Bulow after the first performance at Berlin advised Liszt to cut out the very last measures. "I love especially the thirds in the kettle-drums, as a new and bold invention--but I find them a little too ear-boxing for cowardly ears.... I know positively that these eight last drumbeats have especially determined or rather emboldened the opposition to manifestation. And so, if you do not find positive cowardice in my request--put these two measures on my back--do as though I had had the impertinence to add them as my own.

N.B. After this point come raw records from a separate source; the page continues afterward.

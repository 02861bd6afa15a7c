//! Recommended-question sampling. Questions live in a JSON pool on disk;
//! each caller session has its own cursor of already-shown question ids, so
//! one user's browsing never hides questions from another. A session's
//! cursor resets once it has seen the whole (filtered) pool.

use lru::LruCache;
use parking_lot::Mutex;
use rand::seq::SliceRandom;
use serde::{Deserialize, Serialize};
use std::collections::HashSet;
use std::num::NonZeroUsize;
use std::path::{Path, PathBuf};

use crate::models::{QuickAnswer, RecommendedQuestion};

/// How many per-session cursors to keep before evicting the least recently
/// used one. An evicted cursor just means that session may see repeats.
const MAX_CURSORS: usize = 4_096;

#[derive(Debug, Serialize, Deserialize, Default)]
struct QuestionFile {
    questions: Vec<RecommendedQuestion>,
}

pub struct RecommendationPool {
    path: PathBuf,
    questions: Vec<RecommendedQuestion>,
    shown: Mutex<LruCache<String, HashSet<String>>>,
}

impl RecommendationPool {
    /// Load the pool, seeding the file with a starter structure when it does
    /// not exist yet.
    pub fn load(path: &Path) -> anyhow::Result<Self> {
        if !path.exists() {
            if let Some(dir) = path.parent() {
                std::fs::create_dir_all(dir)?;
            }
            let seed = QuestionFile {
                questions: default_questions(),
            };
            std::fs::write(path, serde_json::to_string_pretty(&seed)?)?;
            tracing::info!(path = %path.display(), "seeded recommended-question pool");
        }

        let data = std::fs::read_to_string(path)?;
        let file: QuestionFile = serde_json::from_str(&data).unwrap_or_else(|e| {
            tracing::error!(path = %path.display(), "unreadable question pool: {e}");
            QuestionFile::default()
        });

        let cap = NonZeroUsize::new(MAX_CURSORS).expect("constant is nonzero");
        Ok(Self {
            path: path.to_path_buf(),
            questions: file.questions,
            shown: Mutex::new(LruCache::new(cap)),
        })
    }

    /// Sample up to `count` questions the session has not seen yet,
    /// optionally filtered by knowledge-base type. When the session has
    /// exhausted the filtered pool, its cursor resets and sampling starts
    /// over.
    pub fn sample(&self, session_id: &str, count: usize, kb_type: &str) -> Vec<RecommendedQuestion> {
        let filtered: Vec<&RecommendedQuestion> = self
            .questions
            .iter()
            .filter(|q| kb_type == "all" || q.kb_type == kb_type)
            .collect();
        if filtered.is_empty() || count == 0 {
            return Vec::new();
        }

        let mut shown = self.shown.lock();
        if !shown.contains(session_id) {
            shown.put(session_id.to_string(), HashSet::new());
        }
        let cursor = match shown.get_mut(session_id) {
            Some(cursor) => cursor,
            None => return Vec::new(),
        };

        let mut available: Vec<&RecommendedQuestion> = filtered
            .iter()
            .copied()
            .filter(|q| !cursor.contains(&q.id))
            .collect();
        if available.is_empty() {
            // This session has seen everything; start its cycle over.
            for q in &filtered {
                cursor.remove(&q.id);
            }
            available = filtered;
        }

        let mut rng = rand::thread_rng();
        available.shuffle(&mut rng);
        available.truncate(count);

        for q in &available {
            cursor.insert(q.id.clone());
        }

        available.into_iter().cloned().collect()
    }

    /// Look up the canned answer for a question id.
    pub fn quick_answer(&self, question_id: &str) -> Option<QuickAnswer> {
        self.questions
            .iter()
            .find(|q| q.id == question_id)
            .map(|q| QuickAnswer {
                id: q.id.clone(),
                question: q.question.clone(),
                answer: if q.answer.is_empty() {
                    "No canned answer is available for this question yet.".to_string()
                } else {
                    q.answer.clone()
                },
            })
    }

    pub fn question_count(&self) -> usize {
        self.questions.len()
    }

    pub fn path(&self) -> &Path {
        &self.path
    }
}

fn default_questions() -> Vec<RecommendedQuestion> {
    vec![
        RecommendedQuestion {
            id: "q1".to_string(),
            question: "What can this assistant help me with?".to_string(),
            category: "getting started".to_string(),
            kb_type: "general".to_string(),
            answer: "I answer questions from the configured knowledge bases and \
                     cite the passages each answer is based on."
                .to_string(),
        },
        RecommendedQuestion {
            id: "q2".to_string(),
            question: "How do I search a specific knowledge base?".to_string(),
            category: "getting started".to_string(),
            kb_type: "general".to_string(),
            answer: "Pick a knowledge scope when asking; retrieval is restricted \
                     to that scope's documents."
                .to_string(),
        },
    ]
}
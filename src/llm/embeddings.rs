use async_trait::async_trait;
use serde::{Deserialize, Serialize};
use std::time::Duration;

use crate::config::EmbeddingConfig;
use crate::error::{Result, RetrievalError};

const SERVICE: &str = "embedding service";

/// Maximum characters to send per text to the embedding API. Embedding
/// models commonly carry an 8 192-token context; prose tokenises at roughly
/// 1 token per 2-3 chars, so 6 000 chars stays safely under the limit even
/// for dense content.
const MAX_EMBED_CHARS: usize = 6_000;

/// Turns text into a fixed-dimension dense vector.
#[async_trait]
pub trait Embedder: Send + Sync {
    async fn embed(&self, text: &str) -> Result<Vec<f32>>;

    /// The fixed vector dimension this embedder produces.
    fn dimension(&self) -> usize;
}

/// Truncate `text` to at most `MAX_EMBED_CHARS`, splitting on a UTF-8 char
/// boundary.
fn truncate_for_embedding(text: &str) -> &str {
    if text.len() <= MAX_EMBED_CHARS {
        return text;
    }
    let mut end = MAX_EMBED_CHARS;
    while !text.is_char_boundary(end) {
        end -= 1;
    }
    &text[..end]
}

// ─── OpenAI-compatible adapter ───────────────────────────

#[derive(Serialize)]
struct EmbedRequest {
    model: String,
    input: Vec<String>,
}

#[derive(Deserialize)]
struct EmbedResponse {
    data: Vec<EmbedData>,
}

#[derive(Deserialize)]
struct EmbedData {
    embedding: Vec<f32>,
}

/// Embedding client for an OpenAI-compatible `/v1/embeddings` endpoint.
/// Makes exactly one attempt per call; the retry policy lives with the
/// orchestrator.
pub struct HttpEmbedder {
    client: reqwest::Client,
    config: EmbeddingConfig,
}

impl HttpEmbedder {
    pub fn new(client: reqwest::Client, config: EmbeddingConfig) -> Self {
        Self { client, config }
    }
}

#[async_trait]
impl Embedder for HttpEmbedder {
    async fn embed(&self, text: &str) -> Result<Vec<f32>> {
        if text.trim().is_empty() {
            return Err(RetrievalError::InvalidArgument(
                "embedding input must not be empty".to_string(),
            ));
        }

        let url = format!("{}/v1/embeddings", self.config.base_url.trim_end_matches('/'));
        let req = EmbedRequest {
            model: self.config.model.clone(),
            input: vec![truncate_for_embedding(text).to_string()],
        };

        let mut builder = self
            .client
            .post(&url)
            .timeout(Duration::from_secs(self.config.timeout_secs))
            .json(&req);
        if let Some(key) = self.config.api_key.as_deref() {
            builder = builder.header("Authorization", format!("Bearer {key}"));
        }

        let resp = builder
            .send()
            .await
            .map_err(|e| RetrievalError::from_transport(SERVICE, e))?;

        if !resp.status().is_success() {
            let status = resp.status();
            let body = resp.text().await.unwrap_or_default();
            return Err(RetrievalError::rejected(SERVICE, format!("{status}: {body}")));
        }

        let body: EmbedResponse = resp
            .json()
            .await
            .map_err(|e| RetrievalError::unavailable(SERVICE, format!("unparseable response: {e}")))?;

        let vector = body
            .data
            .into_iter()
            .next()
            .map(|d| d.embedding)
            .ok_or_else(|| RetrievalError::unavailable(SERVICE, "no embedding returned"))?;

        if vector.len() != self.config.dimension {
            return Err(RetrievalError::rejected(
                SERVICE,
                format!(
                    "expected dimension {}, got {}",
                    self.config.dimension,
                    vector.len()
                ),
            ));
        }

        Ok(vector)
    }

    fn dimension(&self) -> usize {
        self.config.dimension
    }
}
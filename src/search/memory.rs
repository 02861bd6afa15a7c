//! In-memory search backend. Deterministic stand-in for the HTTP store in
//! unit and integration tests, and usable as a local single-process backend.
//! Scoring mirrors the HTTP backend's shape: cosine similarity shifted by
//! +1.0 for the vector signal, word-level term overlap with a doubled title
//! weight for the keyword signal.

use async_trait::async_trait;
use parking_lot::RwLock;
use std::collections::HashMap;

use crate::error::{Result, RetrievalError};
use crate::models::Document;
use crate::search::SearchBackend;

struct Entry {
    doc: Document,
    embedding: Vec<f32>,
}

#[derive(Default)]
pub struct MemorySearchBackend {
    scopes: RwLock<HashMap<String, Vec<Entry>>>,
}

impl MemorySearchBackend {
    pub fn new() -> Self {
        Self::default()
    }

    /// Create a scope so queries against it succeed even while empty.
    pub fn create_scope(&self, kb_scope: &str) {
        self.scopes.write().entry(kb_scope.to_string()).or_default();
    }

    pub fn add_document(&self, kb_scope: &str, doc: Document, embedding: Vec<f32>) {
        self.scopes
            .write()
            .entry(kb_scope.to_string())
            .or_default()
            .push(Entry { doc, embedding });
    }

    pub fn document_count(&self, kb_scope: &str) -> usize {
        self.scopes
            .read()
            .get(kb_scope)
            .map(|entries| entries.len())
            .unwrap_or(0)
    }

    fn with_scope<T>(
        &self,
        kb_scope: &str,
        f: impl FnOnce(&[Entry]) -> T,
    ) -> Result<T> {
        let scopes = self.scopes.read();
        let entries = scopes
            .get(kb_scope)
            .ok_or_else(|| RetrievalError::IndexNotFound(kb_scope.to_string()))?;
        Ok(f(entries))
    }
}

#[async_trait]
impl SearchBackend for MemorySearchBackend {
    async fn search_vector(
        &self,
        kb_scope: &str,
        query_vector: &[f32],
        limit: usize,
    ) -> Result<Vec<(Document, f32)>> {
        self.with_scope(kb_scope, |entries| {
            let mut scored: Vec<(Document, f32)> = entries
                .iter()
                .map(|e| {
                    (
                        e.doc.clone(),
                        cosine_similarity(query_vector, &e.embedding) + 1.0,
                    )
                })
                .collect();
            scored.sort_by(|a, b| b.1.partial_cmp(&a.1).unwrap_or(std::cmp::Ordering::Equal));
            scored.truncate(limit);
            scored
        })
    }

    async fn search_keyword(
        &self,
        kb_scope: &str,
        query: &str,
        limit: usize,
    ) -> Result<Vec<(Document, f32)>> {
        let terms: Vec<String> = query
            .split_whitespace()
            .map(|t| t.to_lowercase())
            .collect();

        self.with_scope(kb_scope, |entries| {
            let mut scored: Vec<(Document, f32)> = entries
                .iter()
                .filter_map(|e| {
                    let score = term_overlap_score(&terms, &e.doc);
                    (score > 0.0).then(|| (e.doc.clone(), score))
                })
                .collect();
            scored.sort_by(|a, b| b.1.partial_cmp(&a.1).unwrap_or(std::cmp::Ordering::Equal));
            scored.truncate(limit);
            scored
        })
    }

    async fn scope_exists(&self, kb_scope: &str) -> Result<bool> {
        Ok(self.scopes.read().contains_key(kb_scope))
    }
}

fn cosine_similarity(a: &[f32], b: &[f32]) -> f32 {
    if a.len() != b.len() || a.is_empty() {
        return 0.0;
    }

    let mut dot = 0.0f32;
    let mut norm_a = 0.0f32;
    let mut norm_b = 0.0f32;

    for i in 0..a.len() {
        dot += a[i] * b[i];
        norm_a += a[i] * a[i];
        norm_b += b[i] * b[i];
    }

    let denom = norm_a.sqrt() * norm_b.sqrt();
    if denom == 0.0 {
        0.0
    } else {
        dot / denom
    }
}

/// Count query-term word matches in content and title; title matches weigh
/// double, matching the HTTP backend's `title^2` field boost.
fn term_overlap_score(terms: &[String], doc: &Document) -> f32 {
    let mut score = 0.0f32;
    for (text, weight) in [(&doc.content, 1.0f32), (&doc.title, 2.0f32)] {
        for word in text
            .to_lowercase()
            .split(|c: char| !c.is_alphanumeric())
            .filter(|w| !w.is_empty())
        {
            if terms.iter().any(|t| t == word) {
                score += weight;
            }
        }
    }
    score
}

#[cfg(test)]
mod tests {
    use super::*;

    fn doc(id: &str, title: &str, content: &str) -> Document {
        Document {
            id: id.to_string(),
            title: title.to_string(),
            content: content.to_string(),
        }
    }

    #[tokio::test]
    async fn test_missing_scope_is_index_not_found() {
        let backend = MemorySearchBackend::new();
        let err = backend.search_keyword("nope", "q", 5).await.unwrap_err();
        assert!(matches!(err, RetrievalError::IndexNotFound(_)));
        assert!(!backend.scope_exists("nope").await.unwrap());
    }

    #[tokio::test]
    async fn test_empty_scope_returns_empty_not_error() {
        let backend = MemorySearchBackend::new();
        backend.create_scope("general");
        let hits = backend.search_vector("general", &[1.0, 0.0], 5).await.unwrap();
        assert!(hits.is_empty());
    }

    #[tokio::test]
    async fn test_vector_search_orders_by_similarity() {
        let backend = MemorySearchBackend::new();
        backend.add_document("kb", doc("near", "", ""), vec![1.0, 0.0, 0.0]);
        backend.add_document("kb", doc("far", "", ""), vec![0.0, 1.0, 0.0]);
        backend.add_document("kb", doc("mid", "", ""), vec![0.7, 0.7, 0.0]);

        let hits = backend.search_vector("kb", &[1.0, 0.0, 0.0], 10).await.unwrap();
        let ids: Vec<&str> = hits.iter().map(|(d, _)| d.id.as_str()).collect();
        assert_eq!(ids, vec!["near", "mid", "far"]);
        // Shifted cosine keeps scores non-negative.
        assert!(hits.iter().all(|(_, s)| *s >= 0.0));
    }

    #[tokio::test]
    async fn test_keyword_search_boosts_title_matches() {
        let backend = MemorySearchBackend::new();
        backend.add_document(
            "kb",
            doc("in-title", "refund policy", "unrelated body"),
            vec![0.0],
        );
        backend.add_document(
            "kb",
            doc("in-body", "unrelated", "the refund takes five days"),
            vec![0.0],
        );

        let hits = backend.search_keyword("kb", "refund", 10).await.unwrap();
        assert_eq!(hits[0].0.id, "in-title");
        assert!(hits[0].1 > hits[1].1);
    }

    #[tokio::test]
    async fn test_keyword_search_skips_nonmatching_docs() {
        let backend = MemorySearchBackend::new();
        backend.add_document("kb", doc("a", "alpha", "alpha text"), vec![0.0]);
        backend.add_document("kb", doc("b", "beta", "beta text"), vec![0.0]);

        let hits = backend.search_keyword("kb", "alpha", 10).await.unwrap();
        assert_eq!(hits.len(), 1);
        assert_eq!(hits[0].0.id, "a");
    }

    #[test]
    fn test_cosine_similarity_handles_mismatched_lengths() {
        assert_eq!(cosine_similarity(&[1.0, 0.0], &[1.0]), 0.0);
        assert_eq!(cosine_similarity(&[], &[]), 0.0);
    }
}
//! Per-product and per-branch detail shown under the net sales summary.

use rust_decimal::Decimal;
use serde::Serialize;

use erpsales_core::{BranchId, ValueObject};

use crate::ledger::{BranchSalesRow, LedgerError, ProductSalesRow};
use crate::report::NetSalesReport;

/// Quantity and amount sold of one product description on the day.
#[derive(Debug, Clone, PartialEq, Eq, Serialize)]
pub struct ProductSales {
    /// `None` when the ledger line carries no description.
    pub description: Option<String>,
    pub quantity: Decimal,
    pub amount: Decimal,
}

impl ValueObject for ProductSales {}

impl From<ProductSalesRow> for ProductSales {
    fn from(row: ProductSalesRow) -> Self {
        Self {
            description: row.description.filter(|d| !d.trim().is_empty()),
            quantity: row.quantity.unwrap_or(Decimal::ZERO),
            amount: row.amount.unwrap_or(Decimal::ZERO),
        }
    }
}

/// Sales invoices of one branch on the day.
#[derive(Debug, Clone, PartialEq, Eq, Serialize)]
pub struct BranchSales {
    pub branch: BranchId,
    pub bill_count: i64,
    pub amount: Decimal,
}

impl ValueObject for BranchSales {}

impl TryFrom<BranchSalesRow> for BranchSales {
    type Error = LedgerError;

    fn try_from(row: BranchSalesRow) -> Result<Self, Self::Error> {
        let branch = BranchId::from_nullable(row.branch_id);
        let bill_count = row.bill_count.unwrap_or(0);
        if bill_count < 0 {
            return Err(LedgerError::malformed(format!(
                "branch {branch}: negative bill count {bill_count}"
            )));
        }
        Ok(Self {
            branch,
            bill_count,
            amount: row.amount.unwrap_or(Decimal::ZERO),
        })
    }
}

impl BranchSales {
    /// This branch's share of `total` in `[0, 1]`, or `None` when `total` is
    /// not positive or the quotient is out of range.
    pub fn share_of(&self, total: Decimal) -> Option<Decimal> {
        if total <= Decimal::ZERO {
            return None;
        }
        self.amount
            .checked_div(total)
            .map(|share| share.clamp(Decimal::ZERO, Decimal::ONE))
    }
}

/// The complete daily report: net summary plus product and branch detail.
#[derive(Debug, Clone, PartialEq, Eq, Serialize)]
pub struct DailySalesBreakdown {
    pub summary: NetSalesReport,
    pub top_products: Vec<ProductSales>,
    pub branches: Vec<BranchSales>,
}

impl ValueObject for DailySalesBreakdown {}

impl DailySalesBreakdown {
    /// A breakdown carrying only the summary (detail queries skipped).
    pub fn summary_only(summary: NetSalesReport) -> Self {
        Self {
            summary,
            top_products: Vec::new(),
            branches: Vec::new(),
        }
    }
}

I almost implore this of you!"
In 1863 Bulow sent Louis Kohler his latest photograph, "Souvenir du 14 janvier, 1859." It represents him standing, baton in hand; on a conductor's desk is the score of Die Ideale, and there is this inscription to Liszt: "'_Sub hoc signo vici, nec vincere desistam._' to his Master, his artistic Ideal, with thanks and veneration out of a full heart. Hans v. Bulow, Berlin, October 22, 1863." Liszt wrote Bulow from Budapest (January 3, 1873): "You know I profess not to collect photographs, and in my house portraits do not serve as ornaments. At Rome I had only two in my chamber; yours--that of Die Ideale, '_Sub hoc signo vici, nec vincere desistam_'--was one of them."
It appears that others wished to tinker the score of this symphonic poem. Bulow wrote the Princess Carolyne Sayn-Wittgenstein (February 10, 1859) that he had antic.i.p.ated the permission of Liszt, and had sent Die Ideale to Leopold Damrosch, who would have the parts copied and produce the work in the course of the month at Breslau. Carl Tausig produced Die Ideale at Vienna for the first time, February 24, 1861, and in a letter written before the performance to Liszt he said: "I shall conduct Die Ideale wholly according to your wish, yet I am not at all pleased with Damrosch's variante; my own are more plausible, ... and Cornelius has strengthened me in my belief." When Die Ideale was performed again at Vienna, in 1880, at a concert of the Society of Music Friends, led by the composer, Eduard Hanslick based his criticism on the "witty answer"
made by Berthold Auerbach to a n.o.ble dame who asked him what he thought of Liszt's compositions. He answered by putting another question: "What would you think if Ludwig Devrient, after he had played Shakespeare, Schiller, and Goethe with the complete mastery of genius, had said to himself in his fiftieth year: 'Why should I not be able also to write what I play so admirably? I'll be no longer a play actor; henceforth I'll be a tragic poet'?"
Die Ideale was performed for the first time in England at a concert at the Crystal Palace, April 16, 1881, with August Manns conductor.